El problema con los cuidacarros

Saludos queridas almas: Hasta un tucán cobran algunos cuidacarros por sus extorsivos e ilegales servicios en la Avenida Segunda o en eventos masivos, en otros lugares las tarifas no son tan altas, pero si no paga, aténgase a las consecuencias.

La mayoría de cuidacarros son una especie de plaga que ya inunda casi todas las calles nacionales, se "autoconcesionan" la explotación del espacio público y algunos lo alquilan a otros cuidacarros hasta en 500 mil colones mensuales. En el pasado, el diputado Carlos Avendaño propuso un proyecto de ley para regular esta práctica, sin embargo resultó siendo inefectivo porque carecía de sanciones aplicables y terminó guardado en el archivo de la Asamblea Legislativa.

Pero el problema sigue ahí y no se buscan soluciones definitivas. La Municipalidad de San José montó operativo un día para erradicar a los cuidacarros en las Fiestas de Zapote, pero el resto del año y en el resto de lugares de la capital, los informales son los amos y dueños de los espacios públicos. Y ni hablar del resto de Municipalidades del país donde no se realiza el más mínimo esfuerzo para desterrar esta práctica.

Creo que esta actividad debe ser erradicada definitivamente y que la Fuerza Pública debe sacar de circulación a la mayoría de estas personas, que en muchos casos son delincuentes de "oficio conocido", drogadictos o alcohólicos, que extorsionan a sus víctimas.

Pero tomando en cuenta que esto es prácticamente imposible, porque en este país impera la cultura del pobrecito y las autoridades municipales y la policía no se amarran los pantalones como debe ser (ejemplo, los vendedores ambulantes); la otra posibilidad es que sean las mismas Municipalidades las que regulen la actividad, tomando en cuenta que también existen cuidacarros que la pulsean, son honrados y hacen su trabajo. 

¿Cómo regularlo? La Ley de Servicios de Seguridad Privada establece un mecanismo, pero haciendo conciencia, es algo complicado para los cuidacarros hacer todo el trámite como si fueran guardas de seguridad armados, además que sería recargar en el Ministerio de Seguridad Pública un trabajo que debería ser competencia municipal.

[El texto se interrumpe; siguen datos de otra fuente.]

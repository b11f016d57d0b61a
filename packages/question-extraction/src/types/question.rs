//! The validated question unit returned by metadata extraction.

use serde::{Deserialize, Serialize};

/// Extraction-method tag attached to every question.
///
/// Constant because pattern-based and fallback-derived questions are
/// merged before metadata is attached.
pub const EXTRACTION_METHOD: &str = "pattern_with_llm_fallback";

/// A validated, cleaned, deduplicated question with metadata.
///
/// Invariants: text is 15–300 characters, contains at least one
/// alphabetic character, is unique within its result set under the dedup
/// key, and `confidence` lies in [0, 1].
#[derive(Debug, Clone, PartialEq, Serialize, Deserialize)]
pub struct Question {
    /// The question text
    pub question: String,

    /// Source URL the content was scraped from
    #[serde(default, skip_serializing_if = "Option::is_none")]
    pub source: Option<String>,

    /// Page title
    #[serde(default, skip_serializing_if = "Option::is_none")]
    pub title: Option<String>,

    /// How the question was extracted (see [`EXTRACTION_METHOD`])
    pub extraction_method: String,

    /// Heuristic quality estimate in [0, 1]
    pub confidence: f32,

    /// 1-based position within the result set
    pub question_number: usize,
}
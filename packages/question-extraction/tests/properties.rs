//! Property tests for the pipeline's algebraic invariants.

use proptest::prelude::*;
use std::collections::HashSet;

use question_extraction::{confidence_score, dedup_key, dedupe_questions, QuestionExtractor};

proptest! {
    /// Deduping an already-deduped sequence returns it unchanged.
    #[test]
    fn dedupe_is_idempotent(input in proptest::collection::vec(".*", 0..40)) {
        let once = dedupe_questions(input);
        let twice = dedupe_questions(once.clone());
        prop_assert_eq!(once, twice);
    }

    /// Confidence stays inside the closed interval [0, 1].
    #[test]
    fn confidence_is_bounded(text in ".*") {
        let score = confidence_score(&text);
        prop_assert!((0.0..=1.0).contains(&score));
    }

    /// Every accepted question is 15-300 chars, contains a letter, and is
    /// unique under the dedup key.
    #[test]
    fn accepted_questions_satisfy_invariants(content in ".{0,600}") {
        let extractor = QuestionExtractor::new();
        let questions = extractor.pattern_questions(&content);

        for question in &questions {
            let len = question.chars().count();
            prop_assert!((15..=300).contains(&len), "bad length {} for {:?}", len, question);
            prop_assert!(question.chars().any(|c| c.is_ascii_alphabetic()));
        }

        let keys: HashSet<String> = questions.iter().map(|q| dedup_key(q)).collect();
        prop_assert_eq!(keys.len(), questions.len());
    }
}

El cuidacarros solicita un permiso formal en la Municipalidad respectiva, cumpliendo una serie de requisitos sensatos, en la cual se establece que el cobro no puede ser obligatorio, ni por anticipado y debe ser establecido por la Municipalidad una vez al año, para empezar puede ser por 500 colones. Para registrarse debe presentar hoja de delincuencia limpia, pagar la confección de un carnet emitido por la Municipalidad y un uniforme que debe ser igual para todos los cuidacarros según el cantón donde ejerzan su actividad.  Los inspectores o policía municipal velarán que los cuidacarros en las vías sean los autorizados. Algo así se propuso en Uruguay.

Las quejas contra los cuidacarros se tramitarán en la Municipalidad respectiva, la cual podrá revocar el permiso al infractor y dárselo a otra persona, de todos modos sobrarán las solicitudes. Los cuidacarros que no estén a derecho y sean sorprendidos adueñándose de espacios públicos, deberán pagar una multa a la Municipalidad respectiva, si son reincidentes deben ser denunciados por la Municipalidad a los Tribunales  y la Fuerza Pública estará en obligación de removerlos. También debe incorporarse alguna sanción específica en el Código Penal contra los reincidentes.

Si bien es cierto, esto no resuelve en definitiva el problema, al menos se eliminan los cobros excesivos, los que ejerzan la actividad no podrán hacerla bajo el efecto de drogas o licor y se elimina el alquiler de espacios de un cuidacarros a otro.